*Stored items*:
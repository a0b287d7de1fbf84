//! Advisory text generation.
//!
//! The session only needs one thing from its advisor: given the last action's
//! event description, produce a short human-readable string. The trait keeps
//! that seam narrow so a real text-generation backend can be substituted
//! without touching the simulation core.

/// Produces a short advisory text for an action's event description.
pub trait AdvisoryService: Send + Sync {
    /// Name of the advisor (for logging/debugging).
    fn name(&self) -> &str {
        "advisor"
    }

    /// Produce an advisory text for the given event description.
    fn advise(&self, event: &str) -> String;
}

impl<F> AdvisoryService for F
where
    F: Fn(&str) -> String + Send + Sync,
{
    fn advise(&self, event: &str) -> String {
        (self)(event)
    }
}

/// The canned keyword-matching advisor.
///
/// Behavior is ported verbatim from the original simulated client, including
/// its case-sensitive matching: every canned event description starts with
/// capital-Q "Quantum", so the lowercase `"quantum"` branch never fires for
/// them and only the entanglement event reaches the `"experiment"` branch.
/// The quirk is kept for compatibility with the original advisory output.
#[derive(Debug, Default, Clone, Copy)]
pub struct ScriptedAdvisor;

impl ScriptedAdvisor {
    /// Create a new instance.
    #[must_use]
    pub const fn new() -> Self {
        Self
    }
}

impl AdvisoryService for ScriptedAdvisor {
    fn name(&self) -> &str {
        "scripted"
    }

    fn advise(&self, event: &str) -> String {
        if event.contains("quantum") {
            return "The quantum state you have created shows interesting properties. \
                    Consider how particle entanglement might affect your next move."
                .to_string();
        }
        if event.contains("experiment") {
            return "Your experiment results indicate a coherent quantum field. \
                    You might want to stabilize it using the containment matrix."
                .to_string();
        }
        "Interesting approach. What quantum principles are you applying here?".to_string()
    }
}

*Exercise details*: Using the data above, say how many lines include "contains". No other reply is needed.

*Written solution*: 2